Ethiopia's Adare Hospital



I've been in Ethiopia for almost two weeks now, and this trip has reminded me that I experience something very specific when I visit Africa. Every thing is heightened; interactions more meaningful. And yet there’s a push-pull, an incongruence: I’m brutally aware that life is difficult here, the poverty immense, the challenges people face seemingly insurmountable.

Ethiopia finds itself on the Horn of Africa, landlocked by countries in conflict: Somalia, Sudan, South Sudan, Eritrea, Djibouti. Ethiopia is the second most populous country in sub-Saharan Africa, with an estimated 92 million people. Of those 92 million, some 90% meet the development indicator for poverty. And I see it everywhere around me: In Addis, in Hawassa, in Bahir Dar, in the places in between. It’s painfully evident that while there is beauty, there is also turbulence; there is also strife.

As in most developing countries where population is high and infrastructure low, access to proper health care is a particular challenge. In my last post, I wrote about Ethiopia’s innovative Health Extension Program, which aims to bring health care to all of Ethiopia’s citizens. It’s a monumental task; the efforts needed demanding. In my time here I've visited health posts, health centers, and hospitals.

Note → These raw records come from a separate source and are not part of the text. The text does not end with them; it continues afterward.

use cutsheet_core::aggregate::cycle_time::parse_report_date;
use cutsheet_core::error::CutsheetError;
use cutsheet_core::export::write_report;
use cutsheet_core::model::Variant;
use cutsheet_core::{DocumentInput, PipelineOptions};
use std::path::PathBuf;
use tracing::warn;

use crate::output;
use crate::scanner::AutoScanner;

pub fn run(
    input_files: Vec<PathBuf>,
    variant: &str,
    out: PathBuf,
    output_format: &str,
    timeout: u64,
    date: Option<&str>,
) -> Result<(), CutsheetError> {
    let variant: Variant = variant.parse()?;
    let report_date = match date {
        Some(d) => parse_report_date(d)?,
        None => chrono::Local::now().date_naive(),
    };
    let options = PipelineOptions {
        variant,
        report_date,
    };

    // Unreadable files are skipped like documents the scanner rejects.
    let mut loaded: Vec<(String, Vec<u8>)> = Vec::new();
    for path in &input_files {
        match std::fs::read(path) {
            Ok(bytes) => {
                let filename = path
                    .file_name()
                    .map(|n| n.to_string_lossy().into_owned())
                    .unwrap_or_else(|| path.display().to_string());
                loaded.push((filename, bytes));
            }
            Err(e) => warn!(path = %path.display(), "skipping unreadable file: {e}"),
        }
    }

    let inputs: Vec<DocumentInput<'_>> = loaded
        .iter()
        .map(|(filename, bytes)| DocumentInput { filename, bytes })
        .collect();

    let scanner = AutoScanner::new(timeout);
    let outcome = cutsheet_core::run_batch(&inputs, &scanner, &options)?;

    match output_format {
        "json" => output::json::print(&outcome)?,
        _ => {
            output::table::print_report(&outcome.report);
            output::table::print_diagnostics(&outcome.diagnostics);
        }
    }

    let xlsx = write_report(&outcome.report)?;
    std::fs::write(&out, xlsx)?;
    eprintln!(
        "Summarized {} document(s), {} record(s) written to {}",
        outcome.documents,
        outcome.report.rows.len(),
        out.display()
    );

    Ok(())
}
pub mod json;
pub mod table;
use serde::{Deserialize, Serialize};
use std::fmt;
use std::str::FromStr;

use crate::error::CutsheetError;
use crate::parsing::values::coerce_number;

/// Canonical column names of a normalized cut-sheet table, in order.
pub const CANONICAL_COLUMNS: [&str; 8] = [
    "Part ID",
    "Part Name",
    "Cart Loading",
    "Qty Req",
    "Qty Nested",
    "Part Description",
    "Production Instructions",
    "Material",
];

/// Position of "Cart Loading" in [`CANONICAL_COLUMNS`].
pub const CART_LOADING_INDEX: usize = 2;

/// Aggregation policy applied to the normalized rows of a batch.
#[derive(Debug, Clone, Copy, Default, PartialEq, Eq, Serialize, Deserialize)]
#[serde(rename_all = "kebab-case")]
pub enum Variant {
    /// One record per (Program, Part Name) with usage metrics.
    #[default]
    Parts,
    /// One record per Program with part counts for cycle-time planning.
    CycleTime,
    /// The first OFFAL part of every Program.
    Offal,
}

impl Variant {
    pub const ALL: [Variant; 3] = [Variant::Parts, Variant::CycleTime, Variant::Offal];

    pub fn name(&self) -> &'static str {
        match self {
            Variant::Parts => "parts",
            Variant::CycleTime => "cycle-time",
            Variant::Offal => "offal",
        }
    }

    /// Name of the worksheet the report is exported to.
    pub fn sheet_name(&self) -> &'static str {
        match self {
            Variant::Parts | Variant::CycleTime => "Summary",
            Variant::Offal => "OFFAL Parts",
        }
    }
}

impl fmt::Display for Variant {
    fn fmt(&self, f: &mut fmt::Formatter<'_>) -> fmt::Result {
        f.write_str(self.name())
    }
}

impl FromStr for Variant {
    type Err = CutsheetError;

    fn from_str(s: &str) -> Result<Self, Self::Err> {
        let lower = s.trim().to_lowercase();
        Variant::ALL
            .into_iter()
            .find(|v| v.name() == lower)
            .ok_or_else(|| CutsheetError::UnknownVariant(s.to_string()))
    }
}

/// Raw table shapes the normalizer recognizes after column pruning.
#[derive(Debug, Clone, Copy, PartialEq, Eq, Serialize, Deserialize)]
pub enum TableShape {
    /// All eight canonical columns.
    EightColumn,
    /// Everything except "Cart Loading".
    SevenColumn,
}

impl TableShape {
    pub fn from_column_count(n: usize) -> Option<TableShape> {
        match n {
            8 => Some(TableShape::EightColumn),
            7 => Some(TableShape::SevenColumn),
            _ => None,
        }
    }

    pub fn has_cart_loading(&self) -> bool {
        matches!(self, TableShape::EightColumn)
    }
}

/// One table row mapped onto the canonical schema, before metadata is attached.
#[derive(Debug, Clone, Default, PartialEq, Serialize, Deserialize)]
pub struct TableRow {
    pub part_id: Option<String>,
    pub part_name: Option<String>,
    pub cart_loading: Option<String>,
    pub qty_req: Option<String>,
    pub qty_nested: Option<String>,
    pub part_description: Option<String>,
    pub production_instructions: Option<String>,
    pub material: Option<String>,
}

/// Scalars parsed once per document and copied into each of its rows.
#[derive(Debug, Clone, Default, PartialEq, Serialize, Deserialize)]
pub struct DocumentMetadata {
    pub program: String,
    pub sheet: Option<f64>,
    pub kit: Option<f64>,
    pub page_count: usize,
    pub thickness: Option<f64>,
    pub scrap_sheet1: Option<String>,
    pub scrap_sheet2: Option<String>,
}

/// Where a normalized row came from inside its document.
#[derive(Debug, Clone, Copy, Default, PartialEq, Eq, Serialize, Deserialize)]
pub struct RowSource {
    pub page_number: usize,
    /// Index of the table on its page, in detection order.
    pub table_index: usize,
}

#[derive(Debug, Clone, Default, PartialEq, Serialize, Deserialize)]
pub struct NormalizedRow {
    pub program: String,
    pub part_id: Option<String>,
    pub part_name: Option<String>,
    pub cart_loading: Option<String>,
    pub qty_req: f64,
    pub qty_nested: f64,
    pub part_description: Option<String>,
    pub production_instructions: Option<String>,
    pub material: Option<String>,
    pub sheet: Option<f64>,
    pub kit: Option<f64>,
    pub page_count: usize,
    pub thickness: Option<f64>,
    pub scrap_sheet1: Option<String>,
    pub scrap_sheet2: Option<String>,
    pub source: RowSource,
}

impl NormalizedRow {
    /// Attach document metadata to a table row. Quantities are coerced to
    /// numbers here; anything non-numeric counts as zero.
    pub fn from_table_row(row: TableRow, meta: &DocumentMetadata, source: RowSource) -> Self {
        NormalizedRow {
            program: meta.program.clone(),
            qty_req: coerce_number(row.qty_req.as_deref()),
            qty_nested: coerce_number(row.qty_nested.as_deref()),
            part_id: row.part_id,
            part_name: row.part_name,
            cart_loading: row.cart_loading,
            part_description: row.part_description,
            production_instructions: row.production_instructions,
            material: row.material,
            sheet: meta.sheet,
            kit: meta.kit,
            page_count: meta.page_count,
            thickness: meta.thickness,
            scrap_sheet1: meta.scrap_sheet1.clone(),
            scrap_sheet2: meta.scrap_sheet2.clone(),
            source,
        }
    }
}
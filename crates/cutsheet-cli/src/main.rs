mod commands;
mod output;
mod scanner;

use clap::{Parser, Subcommand};
use std::path::PathBuf;
use tracing_subscriber::EnvFilter;

/// Per-document deadline for pdftotext.
const DEFAULT_TIMEOUT_SECS: u64 = 120;

#[derive(Parser)]
#[command(
    name = "cutsheet",
    version,
    about = "Extract and summarize part tables from CNC nesting cut-sheet PDFs"
)]
struct Cli {
    /// Log every table and document processed
    #[arg(short, long, global = true)]
    verbose: bool,

    #[command(subcommand)]
    command: Commands,
}

#[derive(Subcommand)]
enum Commands {
    /// Extract a batch of cut sheets (PDF or pre-scanned JSON) into a summary spreadsheet
    Extract {
        /// Paths to PDF or pre-scanned JSON files
        #[arg(required = true)]
        input_files: Vec<PathBuf>,

        /// Summary variant: parts (default), cycle-time, offal
        #[arg(long, default_value = "parts")]
        variant: String,

        /// Spreadsheet to write
        #[arg(
            short = 'O',
            long = "out",
            value_name = "FILE",
            default_value = "extracted_summary.xlsx"
        )]
        out: PathBuf,

        /// Output format: table (default) or json
        #[arg(short, long, default_value = "table")]
        output: String,

        /// Give up on a PDF after this many seconds
        #[arg(long, value_name = "SECS", default_value_t = DEFAULT_TIMEOUT_SECS)]
        timeout: u64,

        /// Date stamped on cycle-time records (MM/DD/YYYY, default today)
        #[arg(long, value_name = "DATE")]
        date: Option<String>,
    },
    /// Scan one PDF and dump its pages and tables as JSON
    Scan {
        /// Path to PDF file
        input_file: PathBuf,

        /// Write the scan to a JSON file instead of stdout
        #[arg(short = 'O', long = "out", value_name = "FILE")]
        out: Option<PathBuf>,

        /// Give up after this many seconds
        #[arg(long, value_name = "SECS", default_value_t = DEFAULT_TIMEOUT_SECS)]
        timeout: u64,
    },
    /// Read an exported summary spreadsheet back and print it
    Inspect {
        /// Path to xlsx file
        input_file: PathBuf,

        /// Variant the spreadsheet was exported with
        #[arg(long, default_value = "parts")]
        variant: String,

        /// Output format: table (default) or json
        #[arg(short, long, default_value = "table")]
        output: String,
    },
}

fn init_tracing(verbose: bool) {
    let default_level = if verbose { "debug" } else { "info" };
    let filter = EnvFilter::try_from_default_env().unwrap_or_else(|_| EnvFilter::new(default_level));
    tracing_subscriber::fmt()
        .with_env_filter(filter)
        .with_writer(std::io::stderr)
        .with_target(false)
        .init();
}

fn main() {
    let cli = Cli::parse();
    init_tracing(cli.verbose);

    let result = match cli.command {
        Commands::Extract {
            input_files,
            variant,
            out,
            output,
            timeout,
            date,
        } => commands::extract::run(input_files, &variant, out, &output, timeout, date.as_deref()),
        Commands::Scan {
            input_file,
            out,
            timeout,
        } => commands::scan::run(input_file, out, timeout),
        Commands::Inspect {
            input_file,
            variant,
            output,
        } => commands::inspect::run(input_file, &variant, &output),
    };

    if let Err(e) = result {
        eprintln!("Error: {e}");
        std::process::exit(1);
    }
}

#[cfg(test)]
mod tests {
    use super::*;

    #[test]
    fn test_extract_has_default_timeout() {
        let cli = Cli::try_parse_from(["cutsheet", "extract", "PROG123.pdf"]).unwrap();
        match cli.command {
            Commands::Extract { timeout, out, .. } => {
                assert_eq!(timeout, DEFAULT_TIMEOUT_SECS);
                assert_eq!(out, PathBuf::from("extracted_summary.xlsx"));
            }
            _ => panic!("expected extract"),
        }
    }

    #[test]
    fn test_scan_timeout_override() {
        let cli =
            Cli::try_parse_from(["cutsheet", "scan", "PROG123.pdf", "--timeout", "5"]).unwrap();
        match cli.command {
            Commands::Scan { timeout, .. } => assert_eq!(timeout, 5),
            _ => panic!("expected scan"),
        }
    }
}
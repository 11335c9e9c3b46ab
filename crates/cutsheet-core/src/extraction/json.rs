use crate::error::CutsheetError;
use crate::extraction::{PdfScanner, ScannedDocument};

/// Backend for documents that were scanned ahead of time.
///
/// The byte stream is a JSON-serialized [`ScannedDocument`], as written by
/// `cutsheet scan` or by any external table detector that can emit pages of
/// text and raw tables.
pub struct JsonScanner;

impl JsonScanner {
    pub fn new() -> Self {
        JsonScanner
    }
}

impl Default for JsonScanner {
    fn default() -> Self {
        Self::new()
    }
}

impl PdfScanner for JsonScanner {
    fn scan(&self, bytes: &[u8]) -> Result<ScannedDocument, CutsheetError> {
        let doc: ScannedDocument = serde_json::from_slice(bytes)?;
        Ok(doc)
    }

    fn backend_name(&self) -> &str {
        "json"
    }
}
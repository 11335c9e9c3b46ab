use cutsheet_core::error::CutsheetError;
use cutsheet_core::export::read_report;
use cutsheet_core::model::Variant;
use std::path::PathBuf;

use crate::output;

pub fn run(xlsx_file: PathBuf, variant: &str, output_format: &str) -> Result<(), CutsheetError> {
    let variant: Variant = variant.parse()?;
    let bytes = std::fs::read(&xlsx_file)?;
    let report = read_report(&bytes, variant)?;

    match output_format {
        "json" => output::json::print(&report)?,
        _ => output::table::print_report(&report),
    }

    Ok(())
}
use cutsheet_core::error::CutsheetError;
use cutsheet_core::extraction::json::JsonScanner;
use cutsheet_core::extraction::pdftotext::PdftotextScanner;
use cutsheet_core::extraction::{PdfScanner, ScannedDocument};
use std::time::Duration;

/// Routes each document to a backend by its content: pre-scanned JSON
/// documents start with `{`, everything else goes to pdftotext.
pub struct AutoScanner {
    pdf: PdftotextScanner,
    json: JsonScanner,
}

impl AutoScanner {
    pub fn new(timeout_secs: u64) -> Self {
        AutoScanner {
            pdf: pdf_scanner(timeout_secs),
            json: JsonScanner::new(),
        }
    }

    fn backend_for(&self, bytes: &[u8]) -> &dyn PdfScanner {
        if is_json(bytes) {
            &self.json
        } else {
            &self.pdf
        }
    }
}

impl PdfScanner for AutoScanner {
    fn scan(&self, bytes: &[u8]) -> Result<ScannedDocument, CutsheetError> {
        self.backend_for(bytes).scan(bytes)
    }

    fn backend_name(&self) -> &str {
        "auto"
    }
}

/// pdftotext always runs under a deadline from the CLI.
pub fn pdf_scanner(timeout_secs: u64) -> PdftotextScanner {
    PdftotextScanner::with_timeout(Duration::from_secs(timeout_secs))
}

fn is_json(bytes: &[u8]) -> bool {
    bytes
        .iter()
        .find(|b| !b.is_ascii_whitespace())
        .is_some_and(|b| *b == b'{')
}
pub mod json;
pub mod pdftotext;
pub mod table;

use serde::{Deserialize, Serialize};

use crate::error::CutsheetError;

/// A single table cell. `None` means the detector found no content at all.
pub type Cell = Option<String>;

/// A table as detected on a page: rows of cells, header row first.
#[derive(Debug, Clone, Default, PartialEq, Serialize, Deserialize)]
pub struct RawTable {
    pub rows: Vec<Vec<Cell>>,
}

impl RawTable {
    pub fn new(rows: Vec<Vec<Cell>>) -> Self {
        RawTable { rows }
    }

    /// Tables need a header plus at least one data row.
    pub fn is_degenerate(&self) -> bool {
        self.rows.len() < 2
    }

    /// Rows after the header.
    pub fn data_rows(&self) -> &[Vec<Cell>] {
        self.rows.get(1..).unwrap_or(&[])
    }
}

/// Content scanned from a single page of a PDF.
#[derive(Debug, Clone, Default, PartialEq, Serialize, Deserialize)]
pub struct ScannedPage {
    pub page_number: usize,
    #[serde(default)]
    pub text: String,
    #[serde(default)]
    pub tables: Vec<RawTable>,
}

/// Every page of one document, in page order.
#[derive(Debug, Clone, Default, PartialEq, Serialize, Deserialize)]
pub struct ScannedDocument {
    pub pages: Vec<ScannedPage>,
}

impl ScannedDocument {
    /// Text of all pages joined with newlines. Pages without text contribute "".
    pub fn full_text(&self) -> String {
        self.pages
            .iter()
            .map(|p| p.text.as_str())
            .collect::<Vec<_>>()
            .join("\n")
    }

    pub fn page_count(&self) -> usize {
        self.pages.len()
    }

    pub fn table_count(&self) -> usize {
        self.pages.iter().map(|p| p.tables.len()).sum()
    }
}

/// Trait for PDF page/table scanning backends.
pub trait PdfScanner: Send + Sync {
    /// Scan PDF bytes into pages, each with its text and detected tables.
    fn scan(&self, pdf_bytes: &[u8]) -> Result<ScannedDocument, CutsheetError>;

    /// Name of this scanning backend (for diagnostics).
    fn backend_name(&self) -> &str;
}

#[cfg(test)]
mod tests {
    use super::*;

    fn page(number: usize, text: &str) -> ScannedPage {
        ScannedPage {
            page_number: number,
            text: text.into(),
            tables: vec![],
        }
    }

    #[test]
    fn test_full_text_joins_pages_with_newlines() {
        let doc = ScannedDocument {
            pages: vec![page(1, "first"), page(2, ""), page(3, "third")],
        };
        assert_eq!(doc.full_text(), "first\n\nthird");
        assert_eq!(doc.page_count(), 3);
    }

    #[test]
    fn test_degenerate_table() {
        let header_only = RawTable::new(vec![vec![Some("Part ID".into())]]);
        assert!(header_only.is_degenerate());
        assert!(header_only.data_rows().is_empty());

        let empty = RawTable::default();
        assert!(empty.is_degenerate());
        assert!(empty.data_rows().is_empty());
    }
}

Hawassa’s Adare Hospital stands out. It serves 350,000 people, which is hard to imagine given the tight quarters. The grounds are lush with greenery and overflowing with people. Men and women crowd the waiting areas, and we watch as doctors and nurses in white coats rush about. In Ethiopia, the Health Extension Program has a special focus on maternal and child health which means there has been a huge push to get women to deliver in health centers and hospitals as opposed to home, where complications often mean death for the baby or the mother.

When I visit, Adare is filled with pregnant women and newborn babies. I meet women in labor as they lay on their sides on cots, worn blankets draped over their pregnant bellies. They’re surprisingly quiet for the pain I know they must be in. I meet 20-year-old Shibire Mataso, who gave birth just two days ago to a beautiful baby girl. Usually, I am told a mother returns home 6-8 hours after delivery, but Shibire’s labor was a complicated one. The doctor on call is acting as my translator and he tells me she had obstructed labor.

“If she had delivered at home, the baby would have died,” he says. It is a blessing that Adare’s doctors were there to walk her through labor, a blessing that her baby girl survived.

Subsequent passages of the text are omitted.